I know SQL Server, and I assume most other databases, by default use case-insensitive logic for comparisons, so that if you have a query that says SELECT * from Customers where LastName = ‘Smith’, you will by default get Smith, SMITH, sMiTh, and every other combination. You can turn this on or off for the entire database, or for selected columns in a table, such as the Login column of the Users table, but many developers don’t bother. Thus, however you type in your userid, it will match based on the settings for the database.
The password, however, uses more secure logic, and is usually encrypted from what you type for comparison with the encrypted value stored in the database. Encryption IS case-sensitive.
Oracle database searches are case SENSITIVE by default.
For usernames you’d want something more like case preservation, not case sensitivity. Case sensitivity implies that “frank” and “Frank” are different usernames. Obviously that’s an invitation to impersonation.
The simplest reason is support: you’d get more login failures, more complaints, and a less happy userbase.
The slightly longer reason is code complexity and hence security: case-insensitive usernames are easier to implement than the mix of case-sensitive and case-preservation that you’re describing, so there are fewer opportunities for coders to screw it up.
At the end of the day, it’s a design decision by the guys who wrote the website’s code. As a general rule, case insensitive usernames are the common thing. So most new websites are done that way becuase most existing websites are done that way. Becasue that’s what most users now expect and anything that increases calls to the help desk (or turns away business) is a bad thing.
There are a few sites, mostly in the finance indutry whch are bucking the trend and using case-sensitive username input. It’d be nice if they’d all include a label telling th euser that right adjacent to the input box. Some do; most don’t.
Quoth UncleRojelio:
I presume that the trim() is in there to close the “Ender Wiggins hole”, of impostors using someone’s username with spaces appended to the ends?
I am Skald the Rhymacus!
One of many reasons to join the I Hate Oracle club.
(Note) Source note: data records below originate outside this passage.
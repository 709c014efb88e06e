//! Path → callback table for HTTP listeners.

use std::collections::HashMap;
use std::sync::{Arc, RwLock, RwLockReadGuard, RwLockWriteGuard};

use crate::error::{NetError, Result};
use crate::net::handle::{Handle, RecvCb};
use crate::net::http::uri::path_is_valid;

#[derive(Default)]
struct EndpointTable {
    frozen: bool,
    routes: HashMap<String, RecvCb>,
}

/// Shared set of HTTP endpoints. Clones refer to the same table.
///
/// Endpoints can only be added until the set is passed to
/// [`Manager::listen_http`](crate::manager::Manager::listen_http).
#[derive(Clone, Default)]
pub struct HttpEndpoints {
    inner: Arc<RwLock<EndpointTable>>,
}

impl std::fmt::Debug for HttpEndpoints {
    fn fmt(&self, f: &mut std::fmt::Formatter<'_>) -> std::fmt::Result {
        let table = self.read();
        let mut paths: Vec<_> = table.routes.keys().collect();
        paths.sort();
        f.debug_struct("HttpEndpoints")
            .field("frozen", &table.frozen)
            .field("paths", &paths)
            .finish()
    }
}

impl HttpEndpoints {
    pub fn new() -> Self {
        Self::default()
    }

    pub fn attach(&self) -> Self {
        self.clone()
    }

    pub fn detach(self) {}

    /// Number of references to the shared table.
    pub fn references(&self) -> usize {
        Arc::strong_count(&self.inner)
    }

    fn read(&self) -> RwLockReadGuard<'_, EndpointTable> {
        self.inner.read().unwrap_or_else(|p| p.into_inner())
    }

    fn write(&self) -> RwLockWriteGuard<'_, EndpointTable> {
        self.inner.write().unwrap_or_else(|p| p.into_inner())
    }

    /// Serve requests for `path` with `cb`. Replaces an existing entry.
    pub fn add<F>(&self, path: &str, cb: F) -> Result<()>
    where
        F: Fn(&Handle, Result<&[u8]>) + Send + Sync + 'static,
    {
        self.add_with(path, Arc::new(cb))
    }

    pub fn add_with(&self, path: &str, cb: RecvCb) -> Result<()> {
        if !path_is_valid(path) {
            return Err(NetError::InvalidPath(path.to_string()));
        }
        let mut table = self.write();
        if table.frozen {
            return Err(NetError::EndpointsFrozen);
        }
        table.routes.insert(path.to_string(), cb);
        Ok(())
    }

    pub fn is_frozen(&self) -> bool {
        self.read().frozen
    }

    pub fn len(&self) -> usize {
        self.read().routes.len()
    }

    pub fn is_empty(&self) -> bool {
        self.len() == 0
    }

    pub(crate) fn freeze(&self) {
        self.write().frozen = true;
    }

    pub(crate) fn lookup(&self, path: &str) -> Option<RecvCb> {
        self.read().routes.get(path).cloned()
    }
}

#[cfg(test)]
mod tests {
    use super::*;

    #[test]
    fn add_until_frozen() {
        let endpoints = HttpEndpoints::new();
        endpoints.add("/dns-query", |_, _| {}).unwrap();
        assert_eq!(endpoints.len(), 1);
        assert!(endpoints.lookup("/dns-query").is_some());
        assert!(endpoints.lookup("/other").is_none());

        let shared = endpoints.clone();
        shared.freeze();
        assert!(endpoints.is_frozen());
        assert_eq!(
            endpoints.add("/late", |_, _| {}).unwrap_err(),
            NetError::EndpointsFrozen
        );
    }

    #[test]
    fn attach_shares_the_table() {
        let endpoints = HttpEndpoints::new();
        let attached = endpoints.attach();
        assert_eq!(endpoints.references(), 2);
        attached.add("/dns-query", |_, _| {}).unwrap();
        assert_eq!(endpoints.len(), 1);
        attached.detach();
        assert_eq!(endpoints.references(), 1);
    }

    #[test]
    fn rejects_invalid_paths() {
        let endpoints = HttpEndpoints::new();
        assert!(matches!(
            endpoints.add("relative", |_, _| {}),
            Err(NetError::InvalidPath(_))
        ));
        assert!(endpoints.add("//authority", |_, _| {}).is_err());
        assert!(endpoints.is_empty());
    }
}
In the case of usernames, to whose advantage is it to be case-sensitive? It’s not any more secure, since somebody could just copy from the site itself. The only end result is that more users will get “invalid username / password” errors due to typos, requiring mroe frustrations. There’s no real upside.
In the case of passwords, there’s a definite advantage to case-sensitivity – it’s massively, massively more secure.
There’s more to it than that, because you have to prevent “Ender space space Wiggins”, “Ender tab Wiggins” and so on.
The simple way to avoid most such problems is to restrict usernames to lowercase alphanumerics, plus perhaps a limited set of punctuation characters.
Note that way back in the dawn of Arpanet, there were still caps-only terminals in use, so the original specs for email names and such set up things to be case insensitive. This carried over to a lot of other things over the years. (Although it’s not always true, e.g., user names on Unix systems.)
And once something like that starts, it just tends to perpetuate itself.
(And yet I forget to see if the board would take “FtG” as my username when I registered here and I’ve been stuck with “ftg” ever since. Oh well.)
For a suitable pile of Jacksons or maybe just a promise of chocolate, TubaDiva can probably fix that for you.